Don't let it go. remind them when it is their father's birthday, Grandparents birthdays, your birthday, mothers day, fathers day etc etc.

When it comes time for planning next christmas, help them set a budget and a list for whom they will buy gifts for. If they say you're being grabby, point out that we do nice things for our family members, but if they prefer not to, you can stop doing all but the bare minimum that keeps them alive.

Brefugee · 29/12/2024 15:16

JustGotToKeepOnKeepingOn · 27/12/2023 15:52

@Comedycook I agree with you. My DD has never been supported by my ex (her dad) to get me a birthday, Mother's Day or Christmas present, so it's not on her radar.

god that's a low bar. What are you teaching them about relationships? their future relationships? not much.

Busywithsomething · 29/12/2024 15:18

Tell them how their actions are making you feel unloved, and not cared for. Is that how they want you to feel?

You have to rub it in, if they haven't learned to think about your feelings. Raise the subject now unless you want a repeat next year. Best wishes.

GCAcademic · 29/12/2024 15:21

ZOMBIE

Hopefully the OP’s kids did better this year.

Brefugee · 29/12/2024 15:24

BBBusterkeys · 29/12/2024 02:37

I haven’t read the whole thread. You need to sit them down and tell them how this makes you feel.
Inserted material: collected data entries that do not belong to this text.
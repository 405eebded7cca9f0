//! Best-effort marketing integrations fired after checkout commits.
//!
//! Both clients are post-commit side effects: their failures are logged by
//! the event processor and never influence a checkout result.

use serde_json::json;
use sha2::{Digest, Sha256};
use std::time::Duration;
use thiserror::Error;
use tracing::{debug, instrument};

#[derive(Debug, Error)]
pub enum MarketingError {
    #[error("marketing transport error: {0}")]
    Transport(String),
    #[error("marketing API error: {0}")]
    Api(String),
}

impl From<reqwest::Error> for MarketingError {
    fn from(err: reqwest::Error) -> Self {
        MarketingError::Transport(err.to_string())
    }
}

/// Adds confirmed customers to the mailing-list audience of the email
/// provider.
pub struct AudienceClient {
    http: reqwest::Client,
    api_url: String,
    api_key: String,
    audience_id: String,
}

impl AudienceClient {
    pub fn new(api_url: String, api_key: String, audience_id: String) -> Self {
        let http = reqwest::Client::builder()
            .timeout(Duration::from_secs(15))
            .build()
            .unwrap_or_default();
        Self {
            http,
            api_url,
            api_key,
            audience_id,
        }
    }

    #[instrument(skip(self, name))]
    pub async fn sync_contact(&self, email: &str, name: &str) -> Result<(), MarketingError> {
        let (first_name, last_name) = match name.split_once(' ') {
            Some((first, last)) => (first.to_string(), last.to_string()),
            None => (name.to_string(), String::new()),
        };

        let response = self
            .http
            .post(format!(
                "{}/audiences/{}/contacts",
                self.api_url, self.audience_id
            ))
            .bearer_auth(&self.api_key)
            .json(&json!({
                "email": email,
                "first_name": first_name,
                "last_name": last_name,
                "unsubscribed": false,
            }))
            .send()
            .await?;

        if !response.status().is_success() {
            return Err(MarketingError::Api(format!(
                "audience sync returned HTTP {}",
                response.status()
            )));
        }

        debug!("contact synced to audience");
        Ok(())
    }
}

/// Server-side ad-platform conversion events, deduplicated against the
/// browser pixel by a client-supplied event id.
pub struct AdConversionClient {
    http: reqwest::Client,
    api_url: String,
    pixel_id: String,
    access_token: String,
}

impl AdConversionClient {
    pub fn new(pixel_id: String, access_token: String) -> Self {
        Self::with_api_url("https://graph.facebook.com/v18.0".to_string(), pixel_id, access_token)
    }

    pub fn with_api_url(api_url: String, pixel_id: String, access_token: String) -> Self {
        let http = reqwest::Client::builder()
            .timeout(Duration::from_secs(15))
            .build()
            .unwrap_or_default();
        Self {
            http,
            api_url,
            pixel_id,
            access_token,
        }
    }

    #[instrument(skip(self, customer_email))]
    pub async fn track_purchase(
        &self,
        event_id: Option<&str>,
        customer_email: &str,
        value: rust_decimal::Decimal,
        currency: &str,
    ) -> Result<(), MarketingError> {
        // The ads API only accepts hashed PII
        let hashed_email = hex::encode(Sha256::digest(
            customer_email.trim().to_ascii_lowercase().as_bytes(),
        ));

        let mut event = json!({
            "event_name": "Purchase",
            "event_time": chrono::Utc::now().timestamp(),
            "action_source": "website",
            "user_data": { "em": [hashed_email] },
            "custom_data": { "value": value.to_string(), "currency": currency },
        });
        if let Some(event_id) = event_id {
            event["event_id"] = json!(event_id);
        }

        let response = self
            .http
            .post(format!("{}/{}/events", self.api_url, self.pixel_id))
            .query(&[("access_token", self.access_token.as_str())])
            .json(&json!({ "data": [event] }))
            .send()
            .await?;

        if !response.status().is_success() {
            return Err(MarketingError::Api(format!(
                "conversion event returned HTTP {}",
                response.status()
            )));
        }

        debug!("purchase conversion tracked");
        Ok(())
    }
}

#[cfg(test)]
mod tests {
    use super::*;
    use rust_decimal_macros::dec;
    use wiremock::matchers::{body_partial_json, method, path};
    use wiremock::{Mock, MockServer, ResponseTemplate};

    #[tokio::test]
    async fn audience_sync_splits_name() {
        let server = MockServer::start().await;
        Mock::given(method("POST"))
            .and(path("/audiences/aud-1/contacts"))
            .and(body_partial_json(serde_json::json!({
                "email": "jane@example.com",
                "first_name": "Jane",
                "last_name": "Doe"
            })))
            .respond_with(ResponseTemplate::new(201).set_body_json(serde_json::json!({"id": "c1"})))
            .expect(1)
            .mount(&server)
            .await;

        let client = AudienceClient::new(server.uri(), "key".into(), "aud-1".into());
        client.sync_contact("jane@example.com", "Jane Doe").await.unwrap();
    }

    #[tokio::test]
    async fn conversion_event_hashes_email_and_carries_event_id() {
        let server = MockServer::start().await;
        let expected_hash = hex::encode(Sha256::digest(b"jane@example.com"));

        Mock::given(method("POST"))
            .and(path("/px-1/events"))
            .and(body_partial_json(serde_json::json!({
                "data": [{
                    "event_name": "Purchase",
                    "event_id": "evt-42",
                    "user_data": { "em": [expected_hash] }
                }]
            })))
            .respond_with(ResponseTemplate::new(200).set_body_json(serde_json::json!({})))
            .expect(1)
            .mount(&server)
            .await;

        let client =
            AdConversionClient::with_api_url(server.uri(), "px-1".into(), "token".into());
        client
            .track_purchase(Some("evt-42"), "Jane@Example.com ", dec!(150.00), "EUR")
            .await
            .unwrap();
    }

    #[tokio::test]
    async fn api_rejection_maps_to_api_error() {
        let server = MockServer::start().await;
        Mock::given(method("POST"))
            .and(path("/px-1/events"))
            .respond_with(ResponseTemplate::new(400))
            .mount(&server)
            .await;

        let client =
            AdConversionClient::with_api_url(server.uri(), "px-1".into(), "token".into());
        let result = client
            .track_purchase(None, "jane@example.com", dec!(1), "EUR")
            .await;
        assert!(matches!(result, Err(MarketingError::Api(_))));
    }
}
It’s unacceptable that they are taking you for granted like this. My sister has been a solo parent for 8+ years and her boys do nothing for her birthday or Xmas. It makes me really angry on her behalf. I think she should have sat them down and set the expectations. It seems quite often that a single mother who does everything for her kids is always taken for granted while they worship the absentee Dad. This is really awful and I feel for anyone who experiences this.

but surely as their aunt you can step in and suggest, guide and facilitate presents for your sister? How old are they?

Brefugee · 29/12/2024 15:26

GCAcademic · 29/12/2024 15:21

ZOMBIE

Hopefully the OP’s kids did better this year.

yes, let's hope so

SoNiceToComeHomeTo · 29/12/2024 15:30

I dunno. I'm not sure how usual it is for young teenagers to appreciate how much is done for them by their parents or to give cards and presents to mark it. I certainly didn't. I used to get my mum birthday and Christmas presents and cards, but not from any sense that she 'deserved' them or to make her feel 'valued'. I liked giving her something nice, and it was a normal thing to do in my family. But I was the same teenager who regularly said when asked to wash up or put out the bins, 'No - that's your job, Mum.' Makes me shudder to think of it. Once I turned 18 or so, I stopped all that and started to help with the domestic stuff without any issues.

JustGotToKeepOnKeepingOn · 29/12/2024 15:50

@Brefugee I was just letting OP know that she's not alone in having teens that don't think. I definitely didn't sit in silence when it happened to me.

I told my DD how hurtful it was that she didn't have me on her radar. She was mortified and since the conversation I have been given thoughtful gifts and lovely handmade cards on my birthday, Mother's Day and most recently at Christmas.